The intent of the letter was to spur the agency to act on recommendations made by the U.S. Government Accountability Office (GAO) in its report(www.gao.gov) titled Medicare Physician Payment Rates: Better Data and Greater Transparency Could Improve Accuracy.

The report, which called for a greater voice for primary care, was published on May 21 and delivered to specific congressional committees for review.

More than six months have passed since then, and it's not clear to the Academy that much has changed.

Story Highlights
  • In a recent letter to CMS, the Academy urged CMS to act on recommendations offered in a Government Accountability Office (GAO) report that would improve Medicare payment to primary care physicians.
  • The GAO report, released in May, was critical of the process by which physician services are valued, especially some elements of the AMA/Specialty Society Relative Value Scale Update Committee (RUC) that introduce bias into the system.
  • AAFP Board Chair Robert Wergin, M.D., stressed the need for quick action so that new payment models currently under construction won't be based on the same flawed RUC data.

"We want to learn what steps CMS has taken so far and what actions the agency is planning to take to implement the recommendations in this report," said Wergin.

The Academy also must know what other actions CMS plans to take "to improve the accuracy of Medicare payments for primary care services," he added.

The GAO report acknowledged that the AMA/Specialty Society Relative Value Scale Update Committee (RUC) "has a process in place to regularly review Medicare physicians' services' work relative values."

Those values reflect the time and intensity required to perform a service.

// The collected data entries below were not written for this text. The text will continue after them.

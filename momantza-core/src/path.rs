//! Tenant identifiers carried in the URL path.

use crate::tenant::TenantId;

/// Where a path candidate was found.
#[derive(Debug, Clone, PartialEq, Eq)]
pub enum PathHint {
    /// `/org/{value}[/...]`. `value` is kept verbatim and may not be a UUID.
    Org(String),
    /// A bare `/{uuid}` with no further segments. Always parses, in any of
    /// the notations [`TenantId::parse`] accepts.
    Root(String),
}

impl PathHint {
    pub fn parse(path: &str) -> Option<Self> {
        let mut segments = path.split('/').filter(|s| !s.is_empty());
        let first = segments.next()?;
        let second = segments.next();

        match second {
            Some(value) if first == "org" => Some(PathHint::Org(value.to_string())),
            None => TenantId::parse(first).map(|_| PathHint::Root(first.to_string())),
            Some(_) => None,
        }
    }

    /// The raw identifier string as it appeared in the path.
    pub fn raw(&self) -> &str {
        match self {
            PathHint::Org(value) | PathHint::Root(value) => value,
        }
    }

    /// The identifier to look up, if it is a well-formed UUID.
    pub fn tenant_id(&self) -> Option<TenantId> {
        TenantId::parse(self.raw())
    }
}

However, pointed out GAO report authors, recommendations made by the RUC to CMS "may not be accurate due to process- and data-related weaknesses."

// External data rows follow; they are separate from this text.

mod app;
mod services;

use std::sync::Arc;

use anyhow::Result;
use momantza_axum::{axum, AxumApp};
use momantza_core::{MemoryTenantStore, TenancyConfig};

pub use app::{load_config, tenant_store, ENV_PREFIX};
pub use services::ServerState;

pub async fn build(config: &TenancyConfig) -> Result<AxumApp> {
    let store = tenant_store(config).await?;
    Ok(build_with_store(config, store))
}

pub fn build_with_store(config: &TenancyConfig, store: Arc<MemoryTenantStore>) -> AxumApp {
    let state = ServerState {
        store: Arc::clone(&store),
    };

    axum(store, config)
        .merge(services::configure(state))
        .service("/health", || async { "ok" })
}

Wergin's letter reflected the Academy's sense of urgency about the situation and pointed to payment models currently in development.

"Despite the AAFP's support for the Medicare Access and CHIP Reauthorization Act(53 page PDF) (MACRA), we remain worried that CMS will build the Merit-based Incentive Payment System (MIPS) and Alternative Payment Models (APM) programs upon the existing biased and inaccurate relative value data currently used in the fee-for-service system," said Wergin.

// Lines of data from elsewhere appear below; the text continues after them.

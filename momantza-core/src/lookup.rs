use anyhow::Result;
use async_trait::async_trait;
use tokio::sync::RwLock;
use uuid::Uuid;

use crate::tenant::TenantRecord;

/// Data-access collaborator the resolver turns hints into tenants with.
///
/// `Ok(None)` means "no such tenant"; `Err` means the store could not
/// answer. The resolver treats both as "no match" but callers can tell
/// them apart.
#[async_trait]
pub trait TenantLookup: Send + Sync {
    /// First tenant whose default or custom domain starts with `prefix`,
    /// compared case-insensitively.
    async fn find_by_domain_prefix(&self, prefix: &str) -> Result<Option<TenantRecord>>;

    async fn find_by_id(&self, id: Uuid) -> Result<Option<TenantRecord>>;
}

/// In-memory tenant store. Prefix lookups return the earliest inserted match.
#[derive(Debug, Default)]
pub struct MemoryTenantStore {
    records: RwLock<Vec<TenantRecord>>,
}

impl MemoryTenantStore {
    pub fn new() -> Self {
        Self::default()
    }

    pub fn from_records(records: impl IntoIterator<Item = TenantRecord>) -> Self {
        Self {
            records: RwLock::new(records.into_iter().collect()),
        }
    }

    /// Insert a record, replacing any existing record with the same id in place.
    pub async fn insert(&self, record: TenantRecord) {
        let mut records = self.records.write().await;
        match records.iter_mut().find(|r| r.id == record.id) {
            Some(existing) => *existing = record,
            None => records.push(record),
        }
    }

    pub async fn len(&self) -> usize {
        self.records.read().await.len()
    }

    /// Load a JSON array of tenant records. A repeated id replaces the
    /// earlier record in its original position.
    #[cfg(feature = "serde")]
    pub async fn load_json_file(path: impl AsRef<std::path::Path>) -> Result<Self> {
        use anyhow::Context;

        let path = path.as_ref();
        let raw = tokio::fs::read(path)
            .await
            .with_context(|| format!("reading tenant seed file {}", path.display()))?;
        let records: Vec<TenantRecord> = serde_json::from_slice(&raw)
            .with_context(|| format!("parsing tenant seed file {}", path.display()))?;

        let store = Self::new();
        for record in records {
            store.insert(record).await;
        }
        Ok(store)
    }
}

#[async_trait]
impl TenantLookup for MemoryTenantStore {
    async fn find_by_domain_prefix(&self, prefix: &str) -> Result<Option<TenantRecord>> {
        let records = self.records.read().await;
        Ok(records
            .iter()
            .find(|r| r.matches_domain_prefix(prefix))
            .cloned())
    }

    async fn find_by_id(&self, id: Uuid) -> Result<Option<TenantRecord>> {
        let records = self.records.read().await;
        Ok(records.iter().find(|r| r.id == id).cloned())
    }
}

#[cfg(test)]
mod tests {
    use super::*;

    fn id(n: u128) -> Uuid {
        Uuid::from_u128(n)
    }

    #[tokio::test]
    async fn prefix_lookup_returns_first_inserted_match() {
        let store = MemoryTenantStore::from_records([
            TenantRecord::new(id(1), "ABC", "abc.example.com"),
            TenantRecord::new(id(2), "AB", "ab.example.com"),
        ]);

        let hit = store.find_by_domain_prefix("ab").await.unwrap().unwrap();
        assert_eq!(hit.id, id(1));

        let hit = store.find_by_domain_prefix("AB.").await.unwrap().unwrap();
        assert_eq!(hit.id, id(2));

        assert!(store.find_by_domain_prefix("zz").await.unwrap().is_none());
    }

    #[tokio::test]
    async fn insert_replaces_by_id() {
        let store = MemoryTenantStore::new();
        store.insert(TenantRecord::new(id(7), "Old", "old.example.com")).await;
        store.insert(TenantRecord::new(id(7), "New", "new.example.com")).await;

        assert_eq!(store.len().await, 1);
        let rec = store.find_by_id(id(7)).await.unwrap().unwrap();
        assert_eq!(rec.name, "New");
        assert!(store.find_by_id(id(8)).await.unwrap().is_none());
    }

    #[cfg(feature = "serde")]
    #[tokio::test]
    async fn seed_file_with_repeated_id_keeps_last_record_in_place() {
        let path = std::env::temp_dir()
            .join(format!("momantza-seed-{}.json", std::process::id()));
        let seed = format!(
            r#"[
                {{"id": "{a}", "name": "Old", "default_domain": "ab.example.com"}},
                {{"id": "{b}", "name": "Other", "default_domain": "abc.example.com"}},
                {{"id": "{a}", "name": "New", "default_domain": "abd.example.com"}}
            ]"#,
            a = id(1),
            b = id(2),
        );
        tokio::fs::write(&path, seed).await.unwrap();

        let store = MemoryTenantStore::load_json_file(&path).await.unwrap();
        tokio::fs::remove_file(&path).await.unwrap();

        assert_eq!(store.len().await, 2);
        assert_eq!(store.find_by_id(id(1)).await.unwrap().unwrap().name, "New");
        // replaced in place, so it still comes before id 2 for a shared prefix
        let hit = store.find_by_domain_prefix("ab").await.unwrap().unwrap();
        assert_eq!(hit.id, id(1));
    }

    #[cfg(feature = "serde")]
    #[tokio::test]
    async fn missing_seed_file_names_the_path() {
        let err = MemoryTenantStore::load_json_file("/nonexistent/momantza-tenants.json")
            .await
            .unwrap_err();
        let msg = format!("{err:#}");
        assert!(msg.contains("reading tenant seed file /nonexistent/momantza-tenants.json"));
    }
}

He said such action would be "a terrible mistake" and cautioned that relying on the status quo would slow the transformation of the U.S. health care system from a historically fee-for-service model to a system built on value-based payment.

MACRA will be implemented incrementally during the next few years, said Wergin. Therefore, it is imperative that the MIPS and APM programs are based on accurate data rather than "the inaccurate and outdated resource-based relative value scale established in 1992."

Wergin directed CMS to take "immediate steps" to ensure that Medicare payment for primary care physicians' services would be valued appropriately in the new payment models.

To that end, he urged CMS to

  • increase the value of primary care services in the Medicare system,
  • disregard RUC data derived from limited and statistically insignificant physician survey responses,
  • use funds already appropriated to CMS to collect data on physician services to assist in determining relative value units,
  • create an adjunct committee to the RUC that would include stakeholders other than physicians, and
  • aim for transparency in that committee's activities.

Furthermore, if funding is lacking to create a public committee, CMS must request such funding from Congress, said Wergin.

He reminded CMS of the AAFP's ongoing commitment to assist CMS in developing "accurate payment policies" and pointed out that the Academy's focus was on "improving the quality and accuracy of the data used by the RUC and, by extension, CMS."

CMS must address the problems, said Wergin, because "the quality of the current (RUC) data produces inequitable values for physician services."